The idea of setting up such bank was put forward by India, which received a good response from the member countries as well as from the countries who were observing the event carefully. Analyst John Mashaka called India’s move “long overdue”, and said that setting up a bank was a means of “pulling out of the western-dominated World Bank and the International Monetary Fund.” Assistant professor at the Institute of African Studies (China) Yuhua Xiao noted that setting up the bank showed signs of growing self-assertiveness and inter-dependence among developing economies. Dr. Alexandra A Arkhangelskaya noted that creating such a bank would effectively “shift the weight of economic power”, and could also be very beneficial to non-BRICS nations.

Johannesburg at night
Johannesburg, South Africa

The nations also signed an agreement to extend credit facilities in their local currencies, a step to reduce the role of dollar between them. As of now, if Russia wants to trade with India, Russia will convert Rubles to Dollars send it to India, and then India will convert Dollars to Rupees. Completely removing the intermediate step of converting to and from dollar is not so easy, but if removed, the trade between the two countries will become independent of what the value of dollar is, which is highly unstable.

Also the nations will be launching a benchmark equity index derivatives that would allow investor of one member country to bet on the performance of stock exchanges of other member countries without currency risk.

Accounted 50% of global economic growth in last decade, BRICS accounts for 26% of global landmass, 42% of the global population and 40% of global GDP.

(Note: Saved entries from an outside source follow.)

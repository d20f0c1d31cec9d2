//! Conversation lifecycle hooks.
//!
//! A conversation moves through an explicit state machine:
//!
//! ```text
//! Uninitialized -> Initialized -> { Idle <-> AwaitingModel <-> PersistingTurn }
//! ```
//!
//! and the conversation loop calls three transition hooks, always in this
//! order and never concurrently for one conversation:
//!
//! - `on_initialized` - once, when the conversation is created
//! - `before_model_invocation` - before every model call
//! - `after_message_appended` - after every message added to the transcript
//!
//! [`MemoryHookPipeline`] implements them against a [`MemoryStore`]: it
//! restores prior turns, injects long-term recall next to the triggering user
//! message, and mirrors each new message into the store. Every store failure
//! is logged and swallowed.
//!
//! # Example
//!
//! ```rust
//! use std::sync::Arc;
//! use switchboard::hooks::{LifecycleHooks, MemoryHookPipeline};
//! use switchboard::memory::{LocalMemoryStore, MemoryStore};
//! use switchboard::session::{Conversation, Message, Role};
//!
//! # tokio_test::block_on(async {
//! let store = Arc::new(LocalMemoryStore::ephemeral());
//! store.record_turn("u1", "old", "My favourite colour is green", Role::User).await.unwrap();
//!
//! let hooks = MemoryHookPipeline::new(store, 100, 5);
//! let mut conversation = Conversation::new("u1", "s1");
//! hooks.on_initialized(&mut conversation).await;
//!
//! conversation.messages.push(Message::user("Which colour do I like?"));
//! hooks.before_model_invocation(&mut conversation).await;
//! assert_eq!(conversation.messages[0].role, Role::System);
//! assert!(conversation.messages[0].content.contains("green"));
//! # });
//! ```

use std::sync::Arc;

use async_trait::async_trait;
use tracing::{debug, warn};

use crate::memory::{MemoryRecord, MemoryStore};
use crate::session::{Conversation, Message, Role};

/// First line of an injected recall turn.
pub const RECALL_HEADER: &str = "Relevant information from long-term memory:";

// ---------------------------------------------------------------------------
// Conversation state
// ---------------------------------------------------------------------------

/// Lifecycle state of one conversation.
#[derive(Debug, Clone, Copy, PartialEq, Eq, Hash)]
pub enum ConversationState {
    /// Created, history not loaded yet.
    Uninitialized,
    /// History loaded, no turn processed yet.
    Initialized,
    /// Waiting for the next user prompt.
    Idle,
    /// A model call is about to run or is running.
    AwaitingModel,
    /// A freshly appended message is being mirrored to the store.
    PersistingTurn,
}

Below is the tabulation of the countries and their economy in therms of GDP (PPP). The data is taken from CIA World Factbook GDP PPP data update of 2011. PPP is one of the scale to measure difference between two economies. Using a PPP basis is arguably more useful when comparing generalized differences in total economic output between countries because PPP takes into account the relative costs and the inflation rates of the countries, rather than using just exchange rates, which may distort the real differences in income. The table shows BRICS as a single entity is more powerful than European Union. The data for GDP at purchasing power parity (PPP) has also been re based using the new International Comparison Program (ICP) price surveys and extrapolated to 2007. Final figures are estimates in billions of international dollars.

Rank Country GDP (PPP) $Billion Year
BRICS 20,975 2011 est.
 European Union 15,390 2011 est.
1  United States 15,040 2011 est.
2  China 11,300 2011 est.
3  India 4,463 2011 est.
4  Japan 4,389 2011 est.
5  Germany 3,085 2011 est.
6  Russia 2,373 2011 est.
7  Brazil 2,284 2011 est.
8  United Kingdom 2,250 2011 est.
9  France 2,214 2011 est.
10  Italy 1,826 2011 est.

Another method of measuring economy is GDP (nominal) based on official exchange rates. The list below includes mostly 2011 estimates from the CIA World Factbook. The table shows BRICS as the third largest economy after EU and US.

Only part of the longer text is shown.